Q: What is your biggest NIL concern or concerns?

A: "I'm incredibly optimistic about this, to be honest. I think this is a great opportunity for our student-athletes to receive some benefits that are needed for them and probably should have been happening. A few years ago, we found out that student-athletes were going to get a cost of attendance, and we thought that was the end, but we adapted and moved forward. I kind of feel that this is going to be the same way. Are there going to be some growing pains? Absolutely. Could there be some discord in locker rooms? I would be surprised if there wasn't.

"Ultimately, I think our student-athletes are incredibly bright, and a lot of them have a plan, and the ones making money off of this are because of something they've done that's exceptional, and not all of that will be based on the field. Some of them will be really good at building their brands off the field. I think they will surprise us in the way they are able to maximize this."

Q: There are players who could earn $20 gift cards or significantly bigger deals. When you think about the potential of Josh Dobbs a few years ago or Peyton Manning back in the day, how big of a financial deal are we talking about?

A: "It will be whatever the market demands, and I think that's probably the right spot to be in. There is really not going to be a limit or a cap that we can put on it. I do think we may see a little market fluctuation early on and that maybe things are slightly overvalued early on and will then come back, but that's how the market works. It will then hover within a certain range."

Q: Can a player receive $100,000 for signing an autograph or make $25,000 a speaking engagement? Are their limits to that?

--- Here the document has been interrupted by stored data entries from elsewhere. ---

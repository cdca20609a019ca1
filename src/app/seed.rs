use crate::adapters::JsonFileStorage;
use crate::domain::model::{Guest, Room};
use crate::domain::ports::{HotelSnapshot, Storage};
use crate::utils::error::Result;

/// Three rooms and two guests, no bookings.
pub fn sample_data() -> Result<HotelSnapshot> {
    Ok(HotelSnapshot {
        rooms: vec![
            Room::new(101, "single", 100.0)?,
            Room::new(102, "double", 150.0)?,
            Room::new(103, "suite", 250.0)?,
        ],
        guests: vec![
            Guest::new("guest-001", "John Doe", "john@example.com")?,
            Guest::new("guest-002", "Jane Smith", "jane@example.com")?,
        ],
        bookings: Vec::new(),
    })
}

/// Fills in the sample rooms when `rooms.json` is missing and the sample
/// guests when `guests.json` is missing; whatever is already stored is kept.
/// Returns whether anything was written.
pub fn seed_if_empty(storage: &JsonFileStorage) -> Result<bool> {
    let seed_rooms = !storage.rooms_path().exists();
    let seed_guests = !storage.guests_path().exists();
    if !seed_rooms && !seed_guests {
        tracing::info!("Data files already present, skipping seed");
        return Ok(false);
    }

    let mut data = storage.load()?;
    let sample = sample_data()?;
    if seed_rooms {
        data.rooms = sample.rooms;
        tracing::info!("Seeding {} rooms into {}", data.rooms.len(), storage.rooms_path().display());
    }
    if seed_guests {
        data.guests = sample.guests;
        tracing::info!("Seeding {} guests into {}", data.guests.len(), storage.guests_path().display());
    }
    storage.save(&data.rooms, &data.guests, &data.bookings)?;
    Ok(true)
}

A: "Right now, there is not, and we've got to ask if that's a fair market value. It has to be for something. You can't just give a player $25,000 now."

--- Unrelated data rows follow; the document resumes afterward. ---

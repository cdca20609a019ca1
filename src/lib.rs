pub mod adapters;
pub mod app;
pub mod config;
pub mod core;
pub mod domain;
pub mod utils;

#[cfg(feature = "cli")]
pub use config::CliConfig;

pub use adapters::{JsonFileStorage, MemoryStorage};
pub use app::Console;
pub use config::HotelConfig;
pub use crate::core::hotel::{Hotel, HotelService, DEFAULT_TAX_RATE};
pub use crate::core::payments::Invoice;
pub use crate::core::reports::{OccupancyReport, RevenueReport, RoomOccupancy};
pub use domain::model::{Booking, BookingStatus, DateRange, Guest, Room, RoomNumber, RoomStatus};
pub use domain::ports::{HotelSnapshot, Storage};
pub use utils::error::{ErrorKind, HotelError, Result};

Q: Can Tennessee athletes use the UT logo if they seek permission?

A: "Yes, but it will be case by case. It not only depends on using the logo but how are you going to use the logo. The nuances are so varied that it's tough to make a general statement of whether you can use it or not. We have a contact and a process as far as a student-athlete seeking approval for that."

Q: Are there moral issues involved as far as these business agreements and an oversight on that front?

A: "There is a list of a few things. We can't have our student-athletes out there promoting gambling, so that's one example. In a broader sense, it's about advising them. Some choices now may restrict choices later. You may not want to get bottled in with a certain company, so you have to be smart.

"A lot in society today want the $20 now instead of the $2,000 later, and it's our job to advise them."